Problem
The entries underneath need to be duplicated exactly, with none omitted.

Dataset records
++++++++++

//! # Configuration Tests
//!
//! This file contains tests for the configuration loading logic. Environment
//! variables are a shared, global resource, so every test runs serially.

use serial_test::serial;
use std::env;
use std::io::Write;
use tempfile::NamedTempFile;
use textcde_server::config::{get_config, ConfigError};

/// A helper function to clear all environment variables used by `get_config`.
/// This ensures a clean slate before each test runs.
fn clear_env_vars() {
    for var in [
        "PORT",
        "REGION",
        "AWS_DEFAULT_REGION",
        "SCRATCH_DIR",
        "SOURCE_SCHEME",
        "TEXTCDE_ANALYSIS__API_URL",
        "TEXTCDE_ANALYSIS__POLL_INTERVAL_MS",
        "TEXTCDE_STORE__PROVIDER",
        "TEST_ANALYSIS_URL",
        "TEST_UNSET_REGION",
        "TEST_UNSET_KEY",
    ] {
        env::remove_var(var);
    }
}

fn write_config(content: &str) -> NamedTempFile {
    let mut file = NamedTempFile::new().unwrap();
    file.write_all(content.as_bytes()).unwrap();
    file
}

#[test]
#[serial]
fn test_get_config_defaults_from_env_only() {
    clear_env_vars();
    env::set_var("TEXTCDE_ANALYSIS__API_URL", "http://analysis.local");

    let config = get_config(None).expect("Configuration should load successfully");

    assert_eq!(config.port, 9090);
    assert_eq!(config.source_scheme, "store");
    assert_eq!(config.store.provider, "local");
    assert_eq!(config.store.root, "data");
    assert_eq!(config.analysis.api_url, "http://analysis.local");
    assert_eq!(config.analysis.poll_interval_ms, 1000);
    assert!(config.region.is_none());

    clear_env_vars();
}

#[test]
#[serial]
fn test_get_config_from_file_with_substitution() {
    // --- 1. Arrange ---
    clear_env_vars();
    env::set_var("TEST_ANALYSIS_URL", "http://from-env:8080");
    let file = write_config(
        r#"
port: 7070
region: eu-west-1
source_scheme: s3
store:
  provider: http
  endpoint: http://store.local
analysis:
  api_url: ${TEST_ANALYSIS_URL}
  poll_interval_ms: 250
"#,
    );

    // --- 2. Act ---
    let config = get_config(file.path().to_str()).expect("Configuration should load");

    // --- 3. Assert ---
    assert_eq!(config.port, 7070);
    assert_eq!(config.region.as_deref(), Some("eu-west-1"));
    assert_eq!(config.source_scheme, "s3");
    assert_eq!(config.store.provider, "http");
    assert_eq!(config.store.endpoint.as_deref(), Some("http://store.local"));
    assert_eq!(config.analysis.api_url, "http://from-env:8080");
    assert_eq!(config.analysis.poll_interval_ms, 250);

    clear_env_vars();
}

#[test]
#[serial]
fn test_env_overrides_file() {
    clear_env_vars();
    let file = write_config(
        r#"
port: 7070
analysis:
  api_url: http://file.local
"#,
    );
    env::set_var("PORT", "9999");
    env::set_var("TEXTCDE_ANALYSIS__POLL_INTERVAL_MS", "50");

    let config = get_config(file.path().to_str()).expect("Configuration should load");

    assert_eq!(config.port, 9999);
    assert_eq!(config.analysis.api_url, "http://file.local");
    assert_eq!(config.analysis.poll_interval_ms, 50);

    clear_env_vars();
}

#[test]
#[serial]
fn test_region_falls_back_to_aws_default_region() {
    clear_env_vars();
    env::set_var("TEXTCDE_ANALYSIS__API_URL", "http://analysis.local");
    env::set_var("AWS_DEFAULT_REGION", "us-east-1");

    let config = get_config(None).expect("Configuration should load");

    assert_eq!(config.region.as_deref(), Some("us-east-1"));

    clear_env_vars();
}

#[test]
#[serial]
fn test_unset_substitutions_become_none() {
    // --- 1. Arrange ---
    clear_env_vars();
    let file = write_config(
        r#"
region: ${TEST_UNSET_REGION}
store:
  api_key: "${TEST_UNSET_KEY}"
analysis:
  api_url: http://file.local
  api_key: ${TEST_UNSET_KEY}
"#,
    );
    env::set_var("AWS_DEFAULT_REGION", "ap-south-1");

    // --- 2. Act ---
    let config = get_config(file.path().to_str()).expect("Configuration should load");

    // --- 3. Assert ---
    assert_eq!(config.region.as_deref(), Some("ap-south-1"));
    assert!(config.store.api_key.is_none());
    assert!(config.analysis.api_key.is_none());

    clear_env_vars();
}

#[test]
#[serial]
fn test_missing_analysis_url_is_an_error() {
    clear_env_vars();

    let result = get_config(None);

    assert!(matches!(result, Err(ConfigError::General(_))));
}

#[test]
#[serial]
fn test_missing_override_file_is_not_found() {
    clear_env_vars();

    let result = get_config(Some("/definitely/not/here/config.yml"));

    assert!(matches!(result, Err(ConfigError::NotFound(_))));
}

++++++++++

Completed exercise
//! # Configuration Tests
//!
//! This file contains tests for the configuration loading logic. Environment
//! variables are a shared, global resource, so every test runs serially.

use serial_test::serial;
use std::env;
use std::io::Write;
use tempfile::NamedTempFile;
use textcde_server::config::{get_config, ConfigError};

/// A helper function to clear all environment variables used by `get_config`.
/// This ensures a clean slate before each test runs.
fn clear_env_vars() {
    for var in [
        "PORT",
        "REGION",
        "AWS_DEFAULT_REGION",
        "SCRATCH_DIR",
        "SOURCE_SCHEME",
        "TEXTCDE_ANALYSIS__API_URL",
        "TEXTCDE_ANALYSIS__POLL_INTERVAL_MS",
        "TEXTCDE_STORE__PROVIDER",
        "TEST_ANALYSIS_URL",
        "TEST_UNSET_REGION",
        "TEST_UNSET_KEY",
    ] {
        env::remove_var(var);
    }
}

fn write_config(content: &str) -> NamedTempFile {
    let mut file = NamedTempFile::new().unwrap();
    file.write_all(content.as_bytes()).unwrap();
    file
}

#[test]
#[serial]
fn test_get_config_defaults_from_env_only() {
    clear_env_vars();
    env::set_var("TEXTCDE_ANALYSIS__API_URL", "http://analysis.local");

    let config = get_config(None).expect("Configuration should load successfully");

    assert_eq!(config.port, 9090);
    assert_eq!(config.source_scheme, "store");
    assert_eq!(config.store.provider, "local");
    assert_eq!(config.store.root, "data");
    assert_eq!(config.analysis.api_url, "http://analysis.local");
    assert_eq!(config.analysis.poll_interval_ms, 1000);
    assert!(config.region.is_none());

    clear_env_vars();
}

#[test]
#[serial]
fn test_get_config_from_file_with_substitution() {
    // --- 1. Arrange ---
    clear_env_vars();
    env::set_var("TEST_ANALYSIS_URL", "http://from-env:8080");
    let file = write_config(
        r#"
port: 7070
region: eu-west-1
source_scheme: s3
store:
  provider: http
  endpoint: http://store.local
analysis:
  api_url: ${TEST_ANALYSIS_URL}
  poll_interval_ms: 250
"#,
    );

    // --- 2. Act ---
    let config = get_config(file.path().to_str()).expect("Configuration should load");

    // --- 3. Assert ---
    assert_eq!(config.port, 7070);
    assert_eq!(config.region.as_deref(), Some("eu-west-1"));
    assert_eq!(config.source_scheme, "s3");
    assert_eq!(config.store.provider, "http");
    assert_eq!(config.store.endpoint.as_deref(), Some("http://store.local"));
    assert_eq!(config.analysis.api_url, "http://from-env:8080");
    assert_eq!(config.analysis.poll_interval_ms, 250);

    clear_env_vars();
}

#[test]
#[serial]
fn test_env_overrides_file() {
    clear_env_vars();
    let file = write_config(
        r#"
port: 7070
analysis:
  api_url: http://file.local
"#,
    );
    env::set_var("PORT", "9999");
    env::set_var("TEXTCDE_ANALYSIS__POLL_INTERVAL_MS", "50");

    let config = get_config(file.path().to_str()).expect("Configuration should load");

    assert_eq!(config.port, 9999);
    assert_eq!(config.analysis.api_url, "http://file.local");
    assert_eq!(config.analysis.poll_interval_ms, 50);

    clear_env_vars();
}

#[test]
#[serial]
fn test_region_falls_back_to_aws_default_region() {
    clear_env_vars();
    env::set_var("TEXTCDE_ANALYSIS__API_URL", "http://analysis.local");
    env::set_var("AWS_DEFAULT_REGION", "us-east-1");

    let config = get_config(None).expect("Configuration should load");

    assert_eq!(config.region.as_deref(), Some("us-east-1"));

    clear_env_vars();
}

#[test]
#[serial]
fn test_unset_substitutions_become_none() {
    // --- 1. Arrange ---
    clear_env_vars();
    let file = write_config(
        r#"
region: ${TEST_UNSET_REGION}
store:
  api_key: "${TEST_UNSET_KEY}"
analysis:
  api_url: http://file.local
  api_key: ${TEST_UNSET_KEY}
"#,
    );
    env::set_var("AWS_DEFAULT_REGION", "ap-south-1");

    // --- 2. Act ---
    let config = get_config(file.path().to_str()).expect("Configuration should load");

    // --- 3. Assert ---
    assert_eq!(config.region.as_deref(), Some("ap-south-1"));
    assert!(config.store.api_key.is_none());
    assert!(config.analysis.api_key.is_none());

    clear_env_vars();
}

#[test]
#[serial]
fn test_missing_analysis_url_is_an_error() {
    clear_env_vars();

    let result = get_config(None);

    assert!(matches!(result, Err(ConfigError::General(_))));
}

#[test]
#[serial]
fn test_missing_override_file_is_not_found() {
    clear_env_vars();

    let result = get_config(Some("/definitely/not/here/config.yml"));

    assert!(matches!(result, Err(ConfigError::NotFound(_))));
}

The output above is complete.